macro_rules! string_enum {
    (
        $(#[$enum_meta:meta])*
        $vis:vis enum $name:ident {
            $(
                $(#[$variant_meta:meta])*
                $variant:ident => $str_val:literal
            ),* $(,)?
        }
    ) => {
        $(#[$enum_meta])*
        $vis enum $name {
            $(
                $(#[$variant_meta])*
                $variant
            ),*
        }

        impl $name {
            pub fn as_str(&self) -> &'static str {
                match self {
                    $(Self::$variant => $str_val),*
                }
            }
        }

        impl sqlx::Type<sqlx::Postgres> for $name {
            fn type_info() -> sqlx::postgres::PgTypeInfo {
                sqlx::postgres::PgTypeInfo::with_name("VARCHAR")
            }
        }

        impl<'q> sqlx::Encode<'q, sqlx::Postgres> for $name {
            fn encode_by_ref(
                &self,
                buf: &mut sqlx::postgres::PgArgumentBuffer,
            ) -> Result<sqlx::encode::IsNull, sqlx::error::BoxDynError> {
                <&str as sqlx::Encode<'q, sqlx::Postgres>>::encode_by_ref(&self.as_str(), buf)
            }
        }

        impl<'r> sqlx::Decode<'r, sqlx::Postgres> for $name {
            fn decode(value: sqlx::postgres::PgValueRef<'r>) -> Result<Self, sqlx::error::BoxDynError> {
                let s = <String as sqlx::Decode<sqlx::Postgres>>::decode(value)?;
                s.parse::<Self>().map_err(Into::into)
            }
        }

        impl std::fmt::Display for $name {
            fn fmt(&self, f: &mut std::fmt::Formatter<'_>) -> std::fmt::Result {
                f.write_str(self.as_str())
            }
        }

        impl std::str::FromStr for $name {
            type Err = String;

            fn from_str(s: &str) -> Result<Self, Self::Err> {
                match s.to_lowercase().as_str() {
                    $($str_val => Ok(Self::$variant)),*,
                    _ => Err(format!("Invalid {}: {}", stringify!($name), s)),
                }
            }
        }
    };
}

pub(crate) use string_enum;
use chrono::{DateTime, NaiveDate, Utc};
use serde::{Deserialize, Serialize};
use uuid::Uuid;

use super::macros::string_enum;

#[derive(Debug, Clone, Serialize, Deserialize, sqlx::FromRow)]
#[serde(rename_all = "camelCase")]
pub struct Holiday {
    pub id: Uuid,
    pub holiday_date: NaiveDate,
    pub name: String,
    pub holiday_type: HolidayType,
    pub created_at: DateTime<Utc>,
}

#[derive(Debug, Clone, Serialize, Deserialize)]
#[serde(rename_all = "camelCase")]
pub struct HolidayInput {
    pub holiday_date: NaiveDate,
    pub name: String,
    pub holiday_type: HolidayType,
}

string_enum! {
    #[derive(Debug, Clone, Copy, Serialize, Deserialize, PartialEq, Eq)]
    #[serde(rename_all = "snake_case")]
    pub enum HolidayType {
        Regular => "regular",
        SpecialNonWorking => "special_non_working",
    }
}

Directions for this task -
The entries need to be set down again in full, with no word changed.

Written answer -
macro_rules! string_enum {
    (
        $(#[$enum_meta:meta])*
        $vis:vis enum $name:ident {
            $(
                $(#[$variant_meta:meta])*
                $variant:ident => $str_val:literal
            ),* $(,)?
        }
    ) => {
        $(#[$enum_meta])*
        $vis enum $name {
            $(
                $(#[$variant_meta])*
                $variant
            ),*
        }

        impl $name {
            pub fn as_str(&self) -> &'static str {
                match self {
                    $(Self::$variant => $str_val),*
                }
            }
        }

        impl sqlx::Type<sqlx::Postgres> for $name {
            fn type_info() -> sqlx::postgres::PgTypeInfo {
                sqlx::postgres::PgTypeInfo::with_name("VARCHAR")
            }
        }

        impl<'q> sqlx::Encode<'q, sqlx::Postgres> for $name {
            fn encode_by_ref(
                &self,
                buf: &mut sqlx::postgres::PgArgumentBuffer,
            ) -> Result<sqlx::encode::IsNull, sqlx::error::BoxDynError> {
                <&str as sqlx::Encode<'q, sqlx::Postgres>>::encode_by_ref(&self.as_str(), buf)
            }
        }

        impl<'r> sqlx::Decode<'r, sqlx::Postgres> for $name {
            fn decode(value: sqlx::postgres::PgValueRef<'r>) -> Result<Self, sqlx::error::BoxDynError> {
                let s = <String as sqlx::Decode<sqlx::Postgres>>::decode(value)?;
                s.parse::<Self>().map_err(Into::into)
            }
        }

        impl std::fmt::Display for $name {
            fn fmt(&self, f: &mut std::fmt::Formatter<'_>) -> std::fmt::Result {
                f.write_str(self.as_str())
            }
        }

        impl std::str::FromStr for $name {
            type Err = String;

            fn from_str(s: &str) -> Result<Self, Self::Err> {
                match s.to_lowercase().as_str() {
                    $($str_val => Ok(Self::$variant)),*,
                    _ => Err(format!("Invalid {}: {}", stringify!($name), s)),
                }
            }
        }
    };
}

pub(crate) use string_enum;
use chrono::{DateTime, NaiveDate, Utc};
use serde::{Deserialize, Serialize};
use uuid::Uuid;

use super::macros::string_enum;

#[derive(Debug, Clone, Serialize, Deserialize, sqlx::FromRow)]
#[serde(rename_all = "camelCase")]
pub struct Holiday {
    pub id: Uuid,
    pub holiday_date: NaiveDate,
    pub name: String,
    pub holiday_type: HolidayType,
    pub created_at: DateTime<Utc>,
}

#[derive(Debug, Clone, Serialize, Deserialize)]
#[serde(rename_all = "camelCase")]
pub struct HolidayInput {
    pub holiday_date: NaiveDate,
    pub name: String,
    pub holiday_type: HolidayType,
}

string_enum! {
    #[derive(Debug, Clone, Copy, Serialize, Deserialize, PartialEq, Eq)]
    #[serde(rename_all = "snake_case")]
    pub enum HolidayType {
        Regular => "regular",
        SpecialNonWorking => "special_non_working",
    }
}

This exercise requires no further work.